Given that we informed the National Gallery a quarter of a century ago of the picture’s confirmed physical status as a bowed and cradled panel in good shape in 1980, its 1983 technical account has long needed correction because the planing had not taken place before 1980, let alone in the 19th century. And yet, that manifestly unfounded suggestion that the planing might have occurred before the 20th century had been endorsed by Joyce Plesters, the Gallery’s Head of Science in the 1983 Technical Bulletin: “Unfortunately, as David Bomford has described, the back of the panel had been planed down to a thickness of only about 3mm and then the whole set into blockboard before the picture was acquired by the National Gallery…” In truth, it had not been set into the blockboard, but rather, as Bomford had correctly reported, and Doxiadis would later discover, it had been glued onto a blockboard sheet larger than itself and fitted into a new purpose made frame.

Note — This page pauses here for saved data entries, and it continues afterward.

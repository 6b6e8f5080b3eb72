//! Tests for the scheduler workers, run against a scripted controller

#[cfg(test)]
mod tests {
    use super::super::informers::InformerKind;
    use super::super::scheduler::*;
    use super::super::Controller;
    use crate::crd::Condition;
    use crate::error::{Error, Result};
    use async_trait::async_trait;
    use std::collections::VecDeque;
    use std::sync::atomic::{AtomicUsize, Ordering};
    use std::sync::{Arc, Mutex};
    use std::time::Duration;
    use tokio::sync::{broadcast, mpsc, Semaphore};
    use tokio::task::JoinHandle;
    use tokio::time::timeout;
    use tokio_util::sync::CancellationToken;

    const WATCHES: &[InformerKind] = &[InformerKind::Olm];
    const WAIT: Duration = Duration::from_secs(5);
    const QUIET: Duration = Duration::from_millis(300);

    #[derive(Clone, Copy, Debug)]
    enum Step {
        Succeed,
        Fail,
        Panic,
    }

    struct RecordingSink {
        published: mpsc::UnboundedSender<Vec<Condition>>,
    }

    #[async_trait]
    impl ConditionSink for RecordingSink {
        async fn publish(&self, conditions: Vec<Condition>) -> Result<()> {
            let _ = self.published.send(conditions);
            Ok(())
        }
    }

    /// Plays `script` one step per sync, succeeding once it runs out. Each sync
    /// announces itself on `started` and, when gated, waits for a permit.
    struct ScriptedController {
        script: Mutex<VecDeque<Step>>,
        syncs: AtomicUsize,
        started: mpsc::UnboundedSender<usize>,
        gate: Option<Arc<Semaphore>>,
    }

    #[async_trait]
    impl Controller for ScriptedController {
        fn name(&self) -> &str {
            "Scripted"
        }

        fn watches(&self) -> &[InformerKind] {
            WATCHES
        }

        async fn sync(&self, _token: &CancellationToken) -> Result<()> {
            let count = self.syncs.fetch_add(1, Ordering::SeqCst) + 1;
            let _ = self.started.send(count);
            if let Some(gate) = &self.gate {
                gate.acquire().await.unwrap().forget();
            }
            let step = self.script.lock().unwrap().pop_front().unwrap_or(Step::Succeed);
            match step {
                Step::Succeed => Ok(()),
                Step::Fail => Err(Error::io(
                    "catalogd/01-configmap.yaml",
                    std::io::Error::other("boom"),
                )),
                Step::Panic => panic!("scripted panic"),
            }
        }
    }

    struct Harness {
        events: broadcast::Sender<InformerKind>,
        published: mpsc::UnboundedReceiver<Vec<Condition>>,
        started: mpsc::UnboundedReceiver<usize>,
        token: CancellationToken,
        task: JoinHandle<()>,
    }

    impl Harness {
        fn start(script: Vec<Step>, gate: Option<Arc<Semaphore>>) -> Self {
            let (events, _) = broadcast::channel(16);
            let (published_tx, published) = mpsc::unbounded_channel();
            let (started_tx, started) = mpsc::unbounded_channel();
            let controller: Arc<dyn Controller> = Arc::new(ScriptedController {
                script: Mutex::new(script.into()),
                syncs: AtomicUsize::new(0),
                started: started_tx,
                gate,
            });
            let sink = Arc::new(RecordingSink {
                published: published_tx,
            });
            let token = CancellationToken::new();
            let scheduler = Scheduler::new(vec![controller], events.clone(), sink)
                .with_resync_interval(Duration::from_secs(3600));
            let task = tokio::spawn(scheduler.run(token.clone()));
            Self {
                events,
                published,
                started,
                token,
                task,
            }
        }

        async fn next_condition(&mut self) -> Condition {
            let mut conditions = timeout(WAIT, self.published.recv())
                .await
                .expect("condition published")
                .expect("sink open");
            assert_eq!(conditions.len(), 1);
            conditions.remove(0)
        }

        async fn next_sync(&mut self) -> usize {
            timeout(WAIT, self.started.recv())
                .await
                .expect("sync started")
                .expect("controller alive")
        }

        async fn assert_idle(&mut self) {
            assert!(timeout(QUIET, self.started.recv()).await.is_err());
        }

        fn wake(&self, kind: InformerKind) {
            self.events.send(kind).unwrap();
        }

        async fn stop(self) {
            self.token.cancel();
            timeout(WAIT, self.task).await.unwrap().unwrap();
        }
    }

    #[tokio::test]
    async fn test_failure_degrades_and_success_recovers() {
        let mut harness = Harness::start(vec![Step::Fail, Step::Succeed], None);

        let degraded = harness.next_condition().await;
        assert_eq!(degraded.type_, "ScriptedDegraded");
        assert_eq!(degraded.status, "True");
        assert_eq!(degraded.reason, "SyncError");
        assert!(degraded.message.contains("boom"));

        harness.wake(InformerKind::Olm);
        let recovered = harness.next_condition().await;
        assert_eq!(recovered.type_, "ScriptedDegraded");
        assert_eq!(recovered.status, "False");

        harness.stop().await;
    }

    #[tokio::test]
    async fn test_panic_is_reported_and_worker_keeps_running() {
        let mut harness = Harness::start(vec![Step::Panic], None);

        let degraded = harness.next_condition().await;
        assert_eq!(degraded.status, "True");
        assert_eq!(degraded.message, "sync panicked");

        harness.wake(InformerKind::Olm);
        assert_eq!(harness.next_condition().await.status, "False");

        harness.stop().await;
    }

    #[tokio::test]
    async fn test_events_during_sync_coalesce_into_one_follow_up() {
        let gate = Arc::new(Semaphore::new(0));
        let mut harness = Harness::start(Vec::new(), Some(gate.clone()));

        assert_eq!(harness.next_sync().await, 1);
        for _ in 0..5 {
            harness.wake(InformerKind::Olm);
        }
        gate.add_permits(1);
        assert_eq!(harness.next_condition().await.status, "False");

        assert_eq!(harness.next_sync().await, 2);
        gate.add_permits(1);
        assert_eq!(harness.next_condition().await.status, "False");
        harness.assert_idle().await;

        harness.stop().await;
    }

    #[tokio::test]
    async fn test_unwatched_informers_do_not_wake_the_worker() {
        let mut harness = Harness::start(Vec::new(), None);
        assert_eq!(harness.next_sync().await, 1);
        harness.next_condition().await;

        harness.wake(InformerKind::HelmSecrets);
        harness.assert_idle().await;

        harness.wake(InformerKind::Olm);
        assert_eq!(harness.next_sync().await, 2);

        harness.stop().await;
    }
}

On the combined records of 1929 and 1980 that Doxiadis and we had uncovered – and as on Christie’s own published catalogue description – it followed that the planing could only have occurred after the picture was sold to the Gallery for its then world record Rubens price of £2.53million in 1980. Our concerns were compounded when informed (by the National Gallery’s then director, Neil MacGregor) that the Gallery had not followed its own procedure of preparing written curatorial and restoration reports on the picture’s desirability and condition to assist the trustees when they examined the picture (which had been loaned to the Gallery ahead of the sale – see below) to consider an authorisation of the purchase.

AN APPEAL TO AUTHORITY

In view of Doxiadis’s recently reported disclosures on the picture’s physical condition in 1980 (Dalya Alberge “Fresh doubt cast on authenticity of Rubens painting in the National Gallery,” ) Lawson-Tancred might have questioned or challenged the National Gallery’s abiding stance. Instead, she reported:

“…despite the marginal but adamant voices of researchers like Doxiadis, top scholars in the field support Samson and Delilah’s authenticity unequivocally. Chief among these is Nils Büttner, chairman of the Centrum Rubenianum in Antwerp, who is working on the Corpus Rubenianum, the definitive catalogue raisonné for the Flemish Baroque painter. He has previously described the doubts about Samson and Delilah’s provenance as “conspiracy theories.” However, Lawson-Tancred also noted that “Büttner [had] declined to comment on Doxiadis’s book”. While Büttner, presumably, has not yet read the unpublished book, his assertions received immediate support from players in the art trade:

“Büttner’s position is backed by his peers like Adam Busiakiewicz, a lecturer and consultant on Old Master paintings for Sotheby’s. He pointed out to the Telegraph that Doxiadis is not a scholar of the period and has mostly published on Greco-Roman antiquities previously. Though she ‘had a hunch the quality of the picture wasn’t good enough’, he said, ‘I think there are some misunderstandings about the painting.’”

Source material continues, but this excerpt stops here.